* [PROBLEM REQUIREMENTS] Give back the line that contains "let third = Gear::Third.envelope();" and every following line, exactly as they appear, through the end of the data.

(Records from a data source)
- - -

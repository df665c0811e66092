//! Semantic retrieval over the in-memory collection.
//!
//! Embeds the topic and asks the collection for the nearest chunks. An empty
//! collection or an empty result set is reported as `Ok(None)` — the
//! explicit "no relevant context" signal — never as an error, and without
//! issuing an embedding call when the collection has nothing to rank.

use crate::embedding::Embedder;
use crate::store::VectorCollection;
use crate::Result;

/// Fetch up to `top_k` chunk texts relevant to `topic`, nearest first,
/// joined with blank lines. `None` means "answer without retrieval".
pub async fn retrieve_context(
    embedder: &dyn Embedder,
    collection: &VectorCollection,
    topic: &str,
    top_k: usize,
) -> Result<Option<String>> {
    if collection.is_empty() {
        return Ok(None);
    }

    let query_vec = embedder.embed(topic).await?;
    let hits = collection.query(&query_vec, top_k);
    if hits.is_empty() {
        return Ok(None);
    }

    let joined = hits
        .into_iter()
        .map(|h| h.text)
        .collect::<Vec<_>>()
        .join("\n\n");
    Ok(Some(joined))
}
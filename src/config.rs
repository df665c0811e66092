//! TOML configuration for the `pmb` CLI.
//!
//! The config file is optional: when `--config` is not given and the default
//! path does not exist, built-in defaults matching the original deployment
//! are used (llama3 chat model, nomic-embed-text embeddings, 1000/100
//! chunking, `dataset.pdf`). An explicitly passed path must load cleanly.

use serde::Deserialize;
use std::path::{Path, PathBuf};

use crate::{Error, Result};

/// Default config path probed when `--config` is omitted.
pub const DEFAULT_CONFIG_PATH: &str = "./config/pmb.toml";

#[derive(Debug, Deserialize, Clone, Default)]
pub struct Config {
    #[serde(default)]
    pub ollama: OllamaConfig,
    #[serde(default)]
    pub chunking: ChunkingConfig,
    #[serde(default)]
    pub retrieval: RetrievalConfig,
    #[serde(default)]
    pub document: DocumentConfig,
}

/// Connection settings shared by the chat and embedding endpoints.
#[derive(Debug, Deserialize, Clone)]
pub struct OllamaConfig {
    #[serde(default = "default_base_url")]
    pub base_url: String,
    #[serde(default = "default_chat_model")]
    pub chat_model: String,
    #[serde(default = "default_embedding_model")]
    pub embedding_model: String,
    #[serde(default = "default_timeout_secs")]
    pub timeout_secs: u64,
    #[serde(default = "default_max_retries")]
    pub max_retries: u32,
}

impl Default for OllamaConfig {
    fn default() -> Self {
        Self {
            base_url: default_base_url(),
            chat_model: default_chat_model(),
            embedding_model: default_embedding_model(),
            timeout_secs: default_timeout_secs(),
            max_retries: default_max_retries(),
        }
    }
}

fn default_base_url() -> String {
    "http://localhost:11434".to_string()
}
fn default_chat_model() -> String {
    "llama3".to_string()
}
fn default_embedding_model() -> String {
    "nomic-embed-text".to_string()
}
fn default_timeout_secs() -> u64 {
    120
}
fn default_max_retries() -> u32 {
    3
}

#[derive(Debug, Deserialize, Clone)]
pub struct ChunkingConfig {
    #[serde(default = "default_chunk_size")]
    pub chunk_size: usize,
    #[serde(default = "default_chunk_overlap")]
    pub chunk_overlap: usize,
}

impl Default for ChunkingConfig {
    fn default() -> Self {
        Self {
            chunk_size: default_chunk_size(),
            chunk_overlap: default_chunk_overlap(),
        }
    }
}

fn default_chunk_size() -> usize {
    1000
}
fn default_chunk_overlap() -> usize {
    100
}

#[derive(Debug, Deserialize, Clone)]
pub struct RetrievalConfig {
    #[serde(default = "default_top_k")]
    pub top_k: usize,
    /// Retrieved context longer than this is truncated (head kept) before
    /// it is folded into the analysis prompt.
    #[serde(default = "default_max_context_chars")]
    pub max_context_chars: usize,
}

impl Default for RetrievalConfig {
    fn default() -> Self {
        Self {
            top_k: default_top_k(),
            max_context_chars: default_max_context_chars(),
        }
    }
}

fn default_top_k() -> usize {
    1
}
fn default_max_context_chars() -> usize {
    4000
}

#[derive(Debug, Deserialize, Clone)]
pub struct DocumentConfig {
    /// Source document indexed at startup when the file exists.
    #[serde(default = "default_document_path")]
    pub path: PathBuf,
}

impl Default for DocumentConfig {
    fn default() -> Self {
        Self {
            path: default_document_path(),
        }
    }
}

fn default_document_path() -> PathBuf {
    PathBuf::from("dataset.pdf")
}

pub fn load_config(path: &Path) -> Result<Config> {
    let content = std::fs::read_to_string(path)
        .map_err(|e| Error::Config(format!("failed to read {}: {}", path.display(), e)))?;

    let config: Config = toml::from_str(&content)
        .map_err(|e| Error::Config(format!("failed to parse {}: {}", path.display(), e)))?;

    validate(&config)?;
    Ok(config)
}

/// Resolve the effective config: an explicit path must load, the default
/// path is probed, and absence of both falls back to built-in defaults.
pub fn load_config_or_default(path: Option<&Path>) -> Result<Config> {
    match path {
        Some(p) => load_config(p),
        None => {
            let default = Path::new(DEFAULT_CONFIG_PATH);
            if default.exists() {
                load_config(default)
            } else {
                Ok(Config::default())
            }
        }
    }
}

fn validate(config: &Config) -> Result<()> {
    if config.chunking.chunk_size == 0 {
        return Err(Error::Config("chunking.chunk_size must be > 0".into()));
    }
    if config.chunking.chunk_overlap >= config.chunking.chunk_size {
        return Err(Error::Config(
            "chunking.chunk_overlap must be smaller than chunking.chunk_size".into(),
        ));
    }
    if config.retrieval.top_k < 1 {
        return Err(Error::Config("retrieval.top_k must be >= 1".into()));
    }
    if config.retrieval.max_context_chars == 0 {
        return Err(Error::Config(
            "retrieval.max_context_chars must be > 0".into(),
        ));
    }
    if config.ollama.base_url.trim().is_empty() {
        return Err(Error::Config("ollama.base_url must not be empty".into()));
    }
    if config.ollama.chat_model.trim().is_empty() {
        return Err(Error::Config("ollama.chat_model must not be empty".into()));
    }
    if config.ollama.embedding_model.trim().is_empty() {
        return Err(Error::Config(
            "ollama.embedding_model must not be empty".into(),
        ));
    }
    Ok(())
}

#[cfg(test)]
mod tests {
    use super::*;
    use std::io::Write;

    #[test]
    fn defaults_match_original_deployment() {
        let config = Config::default();
        assert_eq!(config.ollama.chat_model, "llama3");
        assert_eq!(config.ollama.embedding_model, "nomic-embed-text");
        assert_eq!(config.chunking.chunk_size, 1000);
        assert_eq!(config.chunking.chunk_overlap, 100);
        assert_eq!(config.retrieval.top_k, 1);
        assert_eq!(config.document.path, PathBuf::from("dataset.pdf"));
    }

    #[test]
    fn partial_file_fills_in_defaults() {
        let mut file = tempfile::NamedTempFile::new().unwrap();
        writeln!(file, "[chunking]\nchunk_size = 500").unwrap();
        let config = load_config(file.path()).unwrap();
        assert_eq!(config.chunking.chunk_size, 500);
        assert_eq!(config.chunking.chunk_overlap, 100);
        assert_eq!(config.ollama.chat_model, "llama3");
    }

    #[test]
    fn overlap_must_be_smaller_than_chunk_size() {
        let mut file = tempfile::NamedTempFile::new().unwrap();
        writeln!(file, "[chunking]\nchunk_size = 100\nchunk_overlap = 100").unwrap();
        let err = load_config(file.path()).unwrap_err();
        assert!(matches!(err, Error::Config(_)));
    }

    #[test]
    fn explicit_missing_path_is_an_error() {
        let err = load_config_or_default(Some(Path::new("/nonexistent/pmb.toml"))).unwrap_err();
        assert!(matches!(err, Error::Config(_)));
    }
}
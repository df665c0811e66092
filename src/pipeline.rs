//! Two-stage agent pipeline.
//!
//! A fixed sequential flow: Analyze, then Compose. No branching, no retry,
//! no parallelism, no shared memory between stages beyond the analysis text
//! that is threaded into the writing task. Failure of either stage is fatal
//! to the whole pipeline; the Compose stage is never invoked when Analyze
//! fails.

use crate::agents::{AgentSpec, TaskSpec};
use crate::llm::ChatModel;
use crate::Result;

/// Run one stage: one agent, one task, one model call.
pub async fn run_stage(chat: &dyn ChatModel, agent: &AgentSpec, task: &TaskSpec) -> Result<String> {
    chat.generate(&agent.system_prompt(), &task.instruction())
        .await
}

/// Run the full pipeline for a topic, optionally augmented with retrieved
/// context. Returns the Compose stage's free-text answer.
pub async fn run_pipeline(
    chat: &dyn ChatModel,
    topic: &str,
    context: Option<&str>,
    max_context_chars: usize,
) -> Result<String> {
    let model = chat.model_name();

    // Analyze
    let researcher = AgentSpec::researcher(topic, model);
    let analysis = TaskSpec::analysis(topic, context, max_context_chars);
    let findings = run_stage(chat, &researcher, &analysis).await?;

    // Compose
    let writer = AgentSpec::writer(topic, model);
    let writing = TaskSpec::writing(topic, &findings);
    run_stage(chat, &writer, &writing).await
}
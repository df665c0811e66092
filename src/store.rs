//! In-memory vector collection.
//!
//! Stores `(id, embedding, text)` entries behind `std::sync::RwLock` and
//! answers nearest-neighbor queries by brute-force cosine similarity over
//! all stored vectors. Process-local and rebuilt from empty on every run;
//! there is no persistence.
//!
//! `upsert` replaces any entry with the same id, so re-indexing a document
//! whose chunk ids are content hashes is idempotent.

use std::sync::RwLock;

use crate::embedding::cosine_similarity;
use crate::models::ScoredChunk;

struct StoredEntry {
    id: String,
    vector: Vec<f32>,
    text: String,
}

pub struct VectorCollection {
    name: String,
    entries: RwLock<Vec<StoredEntry>>,
}

impl VectorCollection {
    pub fn new(name: &str) -> Self {
        Self {
            name: name.to_string(),
            entries: RwLock::new(Vec::new()),
        }
    }

    pub fn name(&self) -> &str {
        &self.name
    }

    pub fn len(&self) -> usize {
        self.entries.read().unwrap().len()
    }

    pub fn is_empty(&self) -> bool {
        self.len() == 0
    }

    /// Insert an entry, replacing any existing entry with the same id.
    pub fn upsert(&self, id: &str, vector: Vec<f32>, text: &str) {
        let mut entries = self.entries.write().unwrap();
        entries.retain(|e| e.id != id);
        entries.push(StoredEntry {
            id: id.to_string(),
            vector,
            text: text.to_string(),
        });
    }

    /// Return up to `k` entries ranked by cosine similarity to `query_vec`,
    /// nearest first. An empty collection yields an empty result.
    pub fn query(&self, query_vec: &[f32], k: usize) -> Vec<ScoredChunk> {
        let entries = self.entries.read().unwrap();
        let mut hits: Vec<ScoredChunk> = entries
            .iter()
            .map(|e| ScoredChunk {
                id: e.id.clone(),
                text: e.text.clone(),
                score: cosine_similarity(query_vec, &e.vector),
            })
            .collect();

        hits.sort_by(|a, b| {
            b.score
                .partial_cmp(&a.score)
                .unwrap_or(std::cmp::Ordering::Equal)
        });
        hits.truncate(k);
        hits
    }
}
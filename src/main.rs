//! # PMB Assist CLI (`pmb`)
//!
//! Answers one free-text question about new-student admissions (PMB) at
//! Undiksha per invocation.
//!
//! ## Usage
//!
//! ```bash
//! pmb "Where is the Undiksha campus?"
//! pmb --config ./config/pmb.toml "Kapan pendaftaran dibuka?"
//! ```
//!
//! A missing, empty, or whitespace-only topic prints a usage message and
//! exits with code 1 before any backing service is touched. On success the
//! topic and the pipeline's answer are printed and the exit code is 0.

use clap::Parser;
use std::path::PathBuf;

use pmb_assist::config::load_config_or_default;
use pmb_assist::context::AppContext;
use pmb_assist::{Error, Result};

/// PMB Assist — retrieval-augmented answers about Undiksha new-student
/// admissions, powered by a locally hosted LLM.
#[derive(Parser)]
#[command(
    name = "pmb",
    about = "Ask about new-student admissions (PMB) at Undiksha",
    version
)]
struct Cli {
    /// Path to configuration file (TOML).
    ///
    /// When omitted, `./config/pmb.toml` is used if it exists; otherwise
    /// built-in defaults apply (local Ollama, llama3, nomic-embed-text,
    /// `dataset.pdf`).
    #[arg(long)]
    config: Option<PathBuf>,

    /// The admissions question to answer.
    topic: Option<String>,
}

/// Reject a missing, empty, or whitespace-only topic before any client is
/// constructed.
fn validate_topic(arg: Option<&str>) -> Result<&str> {
    match arg {
        Some(raw) => {
            let topic = raw.trim();
            if topic.is_empty() {
                Err(Error::Usage("Topic is empty.".to_string()))
            } else {
                Ok(topic)
            }
        }
        None => Err(Error::Usage(
            "Please ask something about new-student admissions (PMB) at Undiksha.".to_string(),
        )),
    }
}

fn print_usage() {
    eprintln!("Usage: pmb \"Where is the Undiksha campus?\"");
}

#[tokio::main]
async fn main() -> anyhow::Result<()> {
    let cli = Cli::parse();

    let topic = match validate_topic(cli.topic.as_deref()) {
        Ok(t) => t.to_string(),
        Err(e) => {
            eprintln!("{}", e);
            print_usage();
            std::process::exit(1);
        }
    };

    let config = load_config_or_default(cli.config.as_deref())?;

    println!("#### Topic ####");
    println!("{}", topic);

    let ctx = AppContext::from_config(config)?;
    let result = ctx.answer(&topic).await?;

    println!();
    println!("#### Result ####");
    println!("{}", result);

    Ok(())
}
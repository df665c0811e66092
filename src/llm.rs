//! Chat model boundary.
//!
//! The pipeline talks to the LLM through [`ChatModel`]: one system prompt,
//! one instruction, one free-text reply. [`OllamaChat`] implements it
//! against the local Ollama generate API (`POST /api/generate`) with the
//! same bounded retry/backoff as the embedder. The pipeline layer itself
//! adds no timeout — the HTTP client's request timeout is the only bound.

use async_trait::async_trait;

use crate::config::OllamaConfig;
use crate::remote;
use crate::{Error, Result};

#[async_trait]
pub trait ChatModel: Send + Sync {
    /// Returns the model identifier (e.g. `"llama3"`).
    fn model_name(&self) -> &str;

    /// Run one completion: `system` conditions the role, `prompt` carries
    /// the task instruction. Returns the model's free-text reply.
    async fn generate(&self, system: &str, prompt: &str) -> Result<String>;
}

/// Chat model backed by a local Ollama instance.
pub struct OllamaChat {
    client: reqwest::Client,
    base_url: String,
    model: String,
    max_retries: u32,
}

impl OllamaChat {
    pub fn new(config: &OllamaConfig) -> Result<Self> {
        let client = reqwest::Client::builder()
            .timeout(std::time::Duration::from_secs(config.timeout_secs))
            .build()
            .map_err(|e| Error::Model(format!("failed to build HTTP client: {}", e)))?;

        Ok(Self {
            client,
            base_url: config.base_url.clone(),
            model: config.chat_model.clone(),
            max_retries: config.max_retries,
        })
    }
}

#[async_trait]
impl ChatModel for OllamaChat {
    fn model_name(&self) -> &str {
        &self.model
    }

    async fn generate(&self, system: &str, prompt: &str) -> Result<String> {
        let url = remote::endpoint(&self.base_url, "api/generate");
        let body = serde_json::json!({
            "model": self.model,
            "system": system,
            "prompt": prompt,
            "stream": false,
        });

        let json = remote::post_json_with_retry(&self.client, &url, &body, self.max_retries)
            .await
            .map_err(Error::Model)?;

        parse_response(&json)
    }
}

/// Parse the Ollama generate response: `{"response": "..."}`.
fn parse_response(json: &serde_json::Value) -> Result<String> {
    let text = json
        .get("response")
        .and_then(|r| r.as_str())
        .ok_or_else(|| Error::Model("response missing text field".into()))?;

    if text.trim().is_empty() {
        return Err(Error::Model("model returned an empty response".into()));
    }

    Ok(text.to_string())
}
//! Application configuration

use anyhow::Context;
use data_validator::ValidationConfig;
use serde::{Deserialize, Serialize};

/// Default configuration file, looked up in the working directory
pub const DEFAULT_CONFIG_FILE: &str = "dashboard.toml";

/// Environment variable overriding the configuration file path
pub const CONFIG_PATH_ENV: &str = "DASHBOARD_CONFIG";

/// Log line format
#[derive(Debug, Clone, Copy, PartialEq, Eq, Default, Serialize, Deserialize)]
#[serde(rename_all = "lowercase")]
pub enum LogFormat {
    #[default]
    Text,
    Json,
}

/// Rendering of accepted readings on stdout
#[derive(Debug, Clone, Copy, PartialEq, Eq, Default, Serialize, Deserialize)]
#[serde(rename_all = "lowercase")]
pub enum OutputFormat {
    /// Pipe-delimited wire format
    #[default]
    Text,
    /// One JSON object per line
    Json,
}

/// Top-level configuration of the `car-dashboard` binary
#[derive(Debug, Clone, PartialEq, Serialize, Deserialize)]
#[serde(default)]
pub struct AppConfig {
    pub log_level: String,
    pub log_format: LogFormat,
    pub output: OutputFormat,
    pub validation: ValidationConfig,
}

impl Default for AppConfig {
    fn default() -> Self {
        Self {
            log_level: "info".to_string(),
            log_format: LogFormat::Text,
            output: OutputFormat::Text,
            validation: ValidationConfig::default(),
        }
    }
}

impl AppConfig {
    /// Load from the optional config file, then `DASHBOARD__*` environment overrides
    pub fn load() -> anyhow::Result<Self> {
        let path = std::env::var(CONFIG_PATH_ENV)
            .unwrap_or_else(|_| DEFAULT_CONFIG_FILE.to_string());
        let builder = config::Config::builder()
            .add_source(config::File::with_name(&path).required(false))
            .add_source(
                config::Environment::with_prefix("DASHBOARD")
                    .prefix_separator("__")
                    .separator("__")
                    .try_parsing(true),
            );
        Self::from_builder(builder).with_context(|| format!("loading configuration ({path})"))
    }

    fn from_builder(
        builder: config::ConfigBuilder<config::builder::DefaultState>,
    ) -> anyhow::Result<Self> {
        let app: AppConfig = builder.build()?.try_deserialize()?;
        app.validate()?;
        Ok(app)
    }

    /// Reject thresholds the pipeline cannot work with
    pub fn validate(&self) -> anyhow::Result<()> {
        self.validation
            .check()
            .context("invalid [validation] section")?;
        Ok(())
    }
}

#[cfg(test)]
mod tests {
    use super::*;
    use data_validator::Transmission;

    fn from_toml(raw: &str) -> anyhow::Result<AppConfig> {
        let builder = config::Config::builder()
            .add_source(config::File::from_str(raw, config::FileFormat::Toml));
        AppConfig::from_builder(builder)
    }

    #[test]
    fn test_empty_file_gives_defaults() {
        assert_eq!(from_toml("").unwrap(), AppConfig::default());
    }

    #[test]
    fn test_partial_override() {
        let app = from_toml(
            r#"
            output = "json"

            [validation]
            transmission = "manual"
            max_speed_delta = 8
            "#,
        )
        .unwrap();

        assert_eq!(app.output, OutputFormat::Json);
        assert_eq!(app.log_format, LogFormat::Text);
        assert_eq!(app.validation.transmission, Transmission::Manual);
        assert_eq!(app.validation.max_speed_delta, 8);
        assert_eq!(app.validation.history_len, 5);
        assert_eq!(app.validation.speed_range, (-20, 350));
    }

    #[test]
    fn test_invalid_thresholds_rejected() {
        assert!(from_toml("[validation]\nhistory_len = 0").is_err());
        assert!(from_toml("[validation]\nspeed_range = [100, 0]").is_err());
        assert!(from_toml("[validation]\nacceleration_threshold = -2.5").is_err());
        assert!(from_toml("[validation]\nmax_speed_delta = -1").is_err());
    }

    #[test]
    fn test_unknown_transmission_rejected() {
        assert!(from_toml("[validation]\ntransmission = \"cvt\"").is_err());
    }
}
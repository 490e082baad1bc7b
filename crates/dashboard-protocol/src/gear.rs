//! Gear Definitions and Physical Envelopes
//!
//! Every gear maps to exactly one [`GearEnvelope`] describing which
//! transmission types may report it and which speed/RPM values are
//! physically reachable while it is engaged.

use crate::error::ParseError;
use serde::{Deserialize, Serialize};
use std::fmt;
use std::str::FromStr;

/// Transmission type of the vehicle feeding the dashboard
#[derive(Debug, Clone, Copy, PartialEq, Eq, Hash, Default, Serialize, Deserialize)]
#[serde(rename_all = "lowercase")]
pub enum Transmission {
    /// Automatic gearbox (P/R/N/D plus low gears)
    #[default]
    Automatic,
    /// Manual gearbox (R/N plus gears 1-6)
    Manual,
}

impl Transmission {
    /// Whether this is an automatic transmission
    pub fn is_automatic(&self) -> bool {
        matches!(self, Transmission::Automatic)
    }
}

impl fmt::Display for Transmission {
    fn fmt(&self, f: &mut fmt::Formatter<'_>) -> fmt::Result {
        match self {
            Transmission::Automatic => f.write_str("automatic"),
            Transmission::Manual => f.write_str("manual"),
        }
    }
}

/// Gear position reported by the gearbox sensor
#[derive(Debug, Clone, Copy, PartialEq, Eq, Hash, Serialize, Deserialize)]
#[repr(u8)]
pub enum Gear {
    /// Park
    #[serde(rename = "P")]
    P = 0,
    /// Reverse
    #[serde(rename = "R")]
    R = 1,
    /// Neutral
    #[serde(rename = "N")]
    N = 2,
    /// Drive
    #[serde(rename = "D")]
    D = 3,
    #[serde(rename = "1")]
    First = 4,
    #[serde(rename = "2")]
    Second = 5,
    #[serde(rename = "3")]
    Third = 6,
    #[serde(rename = "4")]
    Fourth = 7,
    #[serde(rename = "5")]
    Fifth = 8,
    #[serde(rename = "6")]
    Sixth = 9,
}

/// Speed/RPM bounds and transmission applicability of a single gear
#[derive(Debug, Clone, Copy, PartialEq, Eq)]
pub struct GearEnvelope {
    /// Gear can be reported by an automatic transmission
    pub applicable_to_automatic: bool,
    /// Gear can be reported by a manual transmission
    pub applicable_to_manual: bool,
    /// Inclusive speed bounds (km/h)
    pub speed_range: (i32, i32),
    /// Inclusive engine speed bounds (RPM)
    pub rpm_range: (i32, i32),
}

const fn envelope(auto: bool, manual: bool, speed: (i32, i32), rpm: (i32, i32)) -> GearEnvelope {
    GearEnvelope {
        applicable_to_automatic: auto,
        applicable_to_manual: manual,
        speed_range: speed,
        rpm_range: rpm,
    }
}

/// Envelope table, indexed by `Gear as usize`
static GEAR_ENVELOPES: [GearEnvelope; 10] = [
    envelope(true, false, (0, 0), (0, 8000)),      // P
    envelope(true, true, (-20, 0), (850, 8000)),   // R
    envelope(true, true, (0, 0), (800, 8000)),     // N
    envelope(true, false, (0, 350), (800, 8000)),  // D
    envelope(true, true, (0, 70), (850, 8000)),    // 1
    envelope(true, true, (0, 110), (900, 8000)),   // 2
    envelope(false, true, (20, 140), (950, 8000)), // 3
    envelope(false, true, (35, 170), (1000, 8000)), // 4
    envelope(false, true, (45, 240), (1050, 8000)), // 5
    envelope(false, true, (60, 350), (1100, 8000)), // 6
];

impl Gear {
    /// All gears in table order
    pub const ALL: [Gear; 10] = [
        Gear::P,
        Gear::R,
        Gear::N,
        Gear::D,
        Gear::First,
        Gear::Second,
        Gear::Third,
        Gear::Fourth,
        Gear::Fifth,
        Gear::Sixth,
    ];

    /// Wire token for this gear
    pub fn token(&self) -> &'static str {
        match self {
            Gear::P => "P",
            Gear::R => "R",
            Gear::N => "N",
            Gear::D => "D",
            Gear::First => "1",
            Gear::Second => "2",
            Gear::Third => "3",
            Gear::Fourth => "4",
            Gear::Fifth => "5",
            Gear::Sixth => "6",
        }
    }

    /// Physical envelope of this gear
    pub fn envelope(&self) -> &'static GearEnvelope {
        &GEAR_ENVELOPES[*self as usize]
    }
}

impl FromStr for Gear {
    type Err = ParseError;

    fn from_str(token: &str) -> Result<Self, Self::Err> {
        Gear::ALL
            .iter()
            .copied()
            .find(|gear| gear.token().eq_ignore_ascii_case(token))
            .ok_or_else(|| ParseError::UnknownGear(token.to_string()))
    }
}

impl fmt::Display for Gear {
    fn fmt(&self, f: &mut fmt::Formatter<'_>) -> fmt::Result {
        f.write_str(self.token())
    }
}

/// Look up the envelope of the gear named by `token` (case-insensitive)
pub fn lookup(token: &str) -> Result<&'static GearEnvelope, ParseError> {
    token.parse::<Gear>().map(|gear| gear.envelope())
}

impl GearEnvelope {
    /// Whether the gear may be reported by the given transmission type
    pub fn applies_to(&self, transmission: Transmission) -> bool {
        match transmission {
            Transmission::Automatic => self.applicable_to_automatic,
            Transmission::Manual => self.applicable_to_manual,
        }
    }

    /// Whether `speed` lies within the inclusive speed bounds
    pub fn contains_speed(&self, speed: i32) -> bool {
        speed >= self.speed_range.0 && speed <= self.speed_range.1
    }

    /// Whether `rpm` lies within the inclusive RPM bounds
    pub fn contains_rpm(&self, rpm: i32) -> bool {
        rpm >= self.rpm_range.0 && rpm <= self.rpm_range.1
    }

    /// Midpoint of the speed range (truncating integer division)
    pub fn speed_midpoint(&self) -> i32 {
        (self.speed_range.0 + self.speed_range.1) / 2
    }

    /// Midpoint of the RPM range (truncating integer division)
    pub fn rpm_midpoint(&self) -> i32 {
        (self.rpm_range.0 + self.rpm_range.1) / 2
    }
}

#[cfg(test)]
mod tests {
    use super::*;

    #[test]
    fn test_every_gear_has_its_own_envelope() {
        for (idx, gear) in Gear::ALL.iter().enumerate() {
            assert_eq!(*gear as usize, idx);
            assert!(std::ptr::eq(gear.envelope(), &GEAR_ENVELOPES[idx]));
        }
    }

    #[test]
    fn test_lookup_case_insensitive() {
        assert_eq!("d".parse::<Gear>().unwrap(), Gear::D);
        assert_eq!("p".parse::<Gear>().unwrap(), Gear::P);
        assert_eq!("4".parse::<Gear>().unwrap(), Gear::Fourth);
        assert_eq!(lookup("r").unwrap().speed_range, (-20, 0));
    }

    #[test]
    fn test_lookup_unknown_gear() {
        assert_eq!(lookup("7"), Err(ParseError::UnknownGear("7".into())));
        assert!(matches!(lookup(""), Err(ParseError::UnknownGear(_))));
        assert!(matches!(lookup("DD"), Err(ParseError::UnknownGear(_))));
    }

    #[test]
    fn test_transmission_applicability() {
        assert!(Gear::P.envelope().applies_to(Transmission::Automatic));
        assert!(!Gear::P.envelope().applies_to(Transmission::Manual));
        assert!(Gear::R.envelope().applies_to(Transmission::Manual));
        assert!(!Gear::Sixth.envelope().applies_to(Transmission::Automatic));
    }

    #[test]
    fn test_midpoints() {
        // R: speed (-20, 0), rpm (850, 8000)
        let reverse = Gear::R.envelope();
        assert_eq!(reverse.speed_midpoint(), -10);
        assert_eq!(reverse.rpm_midpoint(), 4425);

        let drive = Gear::D.envelope();
        assert_eq!(drive.speed_midpoint(), 175);
        assert_eq!(drive.rpm_midpoint(), 4400);

        // 5: speed (45, 240) truncates 142.5 down
        assert_eq!(Gear::Fifth.envelope().speed_midpoint(), 142);
    }

    #[test]
    fn test_envelope_bounds_inclusive() {
        let third = Gear::Third.envelope();
        assert!(third.contains_speed(20));
        assert!(third.contains_speed(140));
        assert!(!third.contains_speed(19));
        assert!(third.contains_rpm(950));
        assert!(!third.contains_rpm(8001));
    }
}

- - -

* [ANSWER TO THIS TASK]
        let third = Gear::Third.envelope();
        assert!(third.contains_speed(20));
        assert!(third.contains_speed(140));
        assert!(!third.contains_speed(19));
        assert!(third.contains_rpm(950));
        assert!(!third.contains_rpm(8001));
    }
}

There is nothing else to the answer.